На 25-й день роста опухоли, после эвтаназии мышей, каждую опухоль препарировали, фиксировали в 10% нейтральном забуференном формалине в течение 24 ч, заливали в парафин и делали срезы для гистопатологического исследования. Четырехмикронные срезы тканей окрашивали гематоксилином и эозином. Изображения структуры опухоли были получены с помощью микроскопа Leica Aperio АТ2 и проанализированы с помощью Aperio ImageScope. Для подсчета числа митозов каждый срез выбирали случайным образом, исследовали 12 полей зрения на срез и подсчитывали все фигуры митоза в каждом поле под световым микроскопом при увеличении х 400. Количество митозов выражали как количество митозов на мм² опухоли.

Пример 10. Статистический анализ

Все данные представлены как среднее ± стандартное отклонение. Все эксперименты были проведены в трех повторах. Статистический анализ выполнялся в среде языка программирования R. Размер выборки определялся на основе наших предыдущих исследований и опыта авторов. Никакие единичные данные не были исключены из анализа.

Изобретение относится к медицине, а именно к онкологии, и может быть использовано для лечения злокачественной солидной эпителиальной опухоли у млекопитающего. Лечение осуществляют циклически: через 24 ч после инъекции модулятора сплайсинга пре-мРНК, выбранного из пладиенолидов, млекопитающему вводят повреждающее ДНК средство, выбранное из алкилирующих антинеопластических средств, платинирующих агентов, ингибиторов топоизомераз, противоопухолевых антиметаболитов, противоопухолевых антибиотиков. Этот цикл повторяют 4 раза с 1 или 2 днями отдыха между циклами в течение 2 недель. Способ обеспечивает низкую цитотоксичность, отсутствие снижения чувствительности к предлагаемой комбинации и расширение арсенала технических средств лечения опухолевых заболеваний за счет совместного применения модулятора сплайсинга пре-мРНК и повреждающего ДНК средства по оригинальной схеме. 3 з.п. ф-лы, 18 ил., 1 табл., 10 пр.
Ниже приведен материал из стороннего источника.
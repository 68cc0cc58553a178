//! HTTP Client Implementation using Reqwest

use async_trait::async_trait;
use bridge_traits::{
    error::{BridgeError, Result},
    http::{HttpClient, HttpRequest, HttpResponse, RetryPolicy},
};
use reqwest::Client;
use std::collections::HashMap;
use std::time::Duration;
use tokio::time::sleep;
use tracing::{debug, warn};

const USER_AGENT: &str = concat!("audiobook-toolkit/", env!("CARGO_PKG_VERSION"));

/// Reqwest-based HTTP client.
///
/// Retries transport failures and 5xx/429 responses according to the
/// [`RetryPolicy`]. Any other status is returned to the caller as-is.
pub struct ReqwestHttpClient {
    client: Client,
}

impl ReqwestHttpClient {
    /// Client with a 30 second request timeout.
    pub fn new() -> Self {
        Self::with_timeout(Duration::from_secs(30))
    }

    /// Client with a custom request timeout.
    ///
    /// Falls back to reqwest's default client if the tuned builder is
    /// rejected by the TLS backend.
    pub fn with_timeout(timeout: Duration) -> Self {
        match Self::try_with_timeout(timeout) {
            Ok(client) => client,
            Err(e) => {
                warn!(error = %e, "Falling back to default HTTP client");
                Self {
                    client: Client::new(),
                }
            }
        }
    }

    /// Client with a custom request timeout, reporting builder failures.
    pub fn try_with_timeout(timeout: Duration) -> Result<Self> {
        let client = Client::builder()
            .timeout(timeout)
            .connect_timeout(Duration::from_secs(10))
            .pool_max_idle_per_host(4)
            .user_agent(USER_AGENT)
            .build()
            .map_err(|e| BridgeError::NotAvailable(format!("HTTP client: {}", e)))?;

        Ok(Self { client })
    }

    /// Wrap a preconfigured reqwest client.
    pub fn with_client(client: Client) -> Self {
        Self { client }
    }

    fn build_request(&self, request: HttpRequest) -> reqwest::RequestBuilder {
        let mut req = self.client.get(&request.url);

        for (key, value) in request.headers {
            req = req.header(key, value);
        }

        if let Some(timeout) = request.timeout {
            req = req.timeout(timeout);
        }

        req
    }

    fn is_retryable_status(status: u16) -> bool {
        status >= 500 || status == 429
    }

    fn backoff_delay(policy: &RetryPolicy, attempt: u32) -> Duration {
        if policy.use_exponential_backoff {
            let factor = 2u32.saturating_pow(attempt.saturating_sub(1));
            policy.base_delay.saturating_mul(factor).min(policy.max_delay)
        } else {
            policy.base_delay
        }
    }

    fn map_send_error(e: reqwest::Error) -> BridgeError {
        if e.is_timeout() {
            BridgeError::Timeout
        } else {
            BridgeError::Transport(e.to_string())
        }
    }

    async fn into_response(response: reqwest::Response) -> Result<HttpResponse> {
        let status = response.status().as_u16();
        let headers: HashMap<String, String> = response
            .headers()
            .iter()
            .filter_map(|(name, value)| {
                value
                    .to_str()
                    .ok()
                    .map(|value| (name.as_str().to_string(), value.to_string()))
            })
            .collect();
        let body = response.bytes().await.map_err(Self::map_send_error)?;

        Ok(HttpResponse {
            status,
            headers,
            body,
        })
    }

    /// One attempt. `Err` carries the failure and whether it may be retried.
    /// On the final attempt a retryable status is returned as a response.
    async fn attempt(
        &self,
        request: &HttpRequest,
        last: bool,
    ) -> std::result::Result<HttpResponse, (BridgeError, bool)> {
        match self.build_request(request.clone()).send().await {
            Ok(response) if !last && Self::is_retryable_status(response.status().as_u16()) => {
                let status = response.status().as_u16();
                Err((
                    BridgeError::OperationFailed(format!("HTTP {} error", status)),
                    true,
                ))
            }
            Ok(response) => Self::into_response(response).await.map_err(|e| (e, false)),
            Err(e) => Err((Self::map_send_error(e), true)),
        }
    }

    async fn send_with_policy(
        &self,
        request: HttpRequest,
        policy: RetryPolicy,
    ) -> Result<HttpResponse> {
        let max_attempts = policy.max_attempts.max(1);
        let mut attempt = 1;

        loop {
            debug!(attempt, max_attempts, url = %request.url, "Executing HTTP request");

            let (error, retryable) = match self.attempt(&request, attempt >= max_attempts).await {
                Ok(response) => return Ok(response),
                Err(failure) => failure,
            };

            if !retryable || attempt >= max_attempts {
                warn!(error = %error, attempt, "HTTP request failed");
                return Err(error);
            }

            let delay = Self::backoff_delay(&policy, attempt);
            warn!(error = %error, attempt, delay_ms = delay.as_millis() as u64, "Retrying HTTP request");
            sleep(delay).await;
            attempt += 1;
        }
    }
}

impl Default for ReqwestHttpClient {
    fn default() -> Self {
        Self::new()
    }
}

#[async_trait]
impl HttpClient for ReqwestHttpClient {
    async fn execute(&self, request: HttpRequest) -> Result<HttpResponse> {
        self.send_with_policy(request, RetryPolicy::default()).await
    }

    async fn execute_with_retry(
        &self,
        request: HttpRequest,
        policy: RetryPolicy,
    ) -> Result<HttpResponse> {
        self.send_with_policy(request, policy).await
    }
}

#[cfg(test)]
mod tests {
    use super::*;

    #[test]
    fn test_http_client_creation() {
        assert!(ReqwestHttpClient::try_with_timeout(Duration::from_secs(5)).is_ok());
    }

    #[test]
    fn test_retryable_statuses() {
        assert!(ReqwestHttpClient::is_retryable_status(503));
        assert!(ReqwestHttpClient::is_retryable_status(429));
        assert!(!ReqwestHttpClient::is_retryable_status(404));
        assert!(!ReqwestHttpClient::is_retryable_status(200));
    }

    #[test]
    fn test_backoff_is_capped() {
        let policy = RetryPolicy {
            max_attempts: 10,
            base_delay: Duration::from_millis(100),
            max_delay: Duration::from_millis(250),
            use_exponential_backoff: true,
        };

        assert_eq!(
            ReqwestHttpClient::backoff_delay(&policy, 1),
            Duration::from_millis(100)
        );
        assert_eq!(
            ReqwestHttpClient::backoff_delay(&policy, 2),
            Duration::from_millis(200)
        );
        assert_eq!(
            ReqwestHttpClient::backoff_delay(&policy, 5),
            Duration::from_millis(250)
        );
    }

    #[tokio::test]
    async fn test_unreachable_host_is_transport_error() {
        let client = ReqwestHttpClient::new();
        let request = HttpRequest::get("http://127.0.0.1:9/license")
            .timeout(Duration::from_millis(500));

        let result = client
            .execute_with_retry(request, RetryPolicy::single_attempt())
            .await;

        assert!(matches!(
            result,
            Err(BridgeError::Transport(_) | BridgeError::Timeout)
        ));
    }
}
1. Способ лечения злокачественной солидной эпителиальной опухоли у млекопитающего комбинацией модулятора сплайсинга пре-мРНК, выбранного из пладиенолидов, и повреждающего ДНК средства, выбранного из алкилирующих антинеопластических средств, платинирующих агентов, ингибиторов топоизомераз, противоопухолевых антиметаболитов, противоопухолевых антибиотиков, отличающийся тем, что лечение осуществляют циклически: через 24 ч после инъекции модулятора сплайсинга пре-мРНК млекопитающему вводят повреждающее ДНК средство; этот цикл повторяют 4 раза с 1 или 2 днями отдыха между циклами в течение 2 недель.

2. Способ по п. 1, отличающийся тем, что пладиенолиды выбраны из Е7107, Н3В-8800, пладиенолида В или пладиенолида D.

3. Способ по п. 1, отличающийся тем, что злокачественная солидная эпителиальная опухоль представляет собой рак молочной железы, рак поджелудочной железы, рак предстательной железы, рак толстой или прямой кишки, рак легкого, рак желудка, рак шейки матки, рак эндометрия, рак яичников или холангиокарциному.

4. Способ по п. 1, отличающийся тем, что млекопитающим является человек.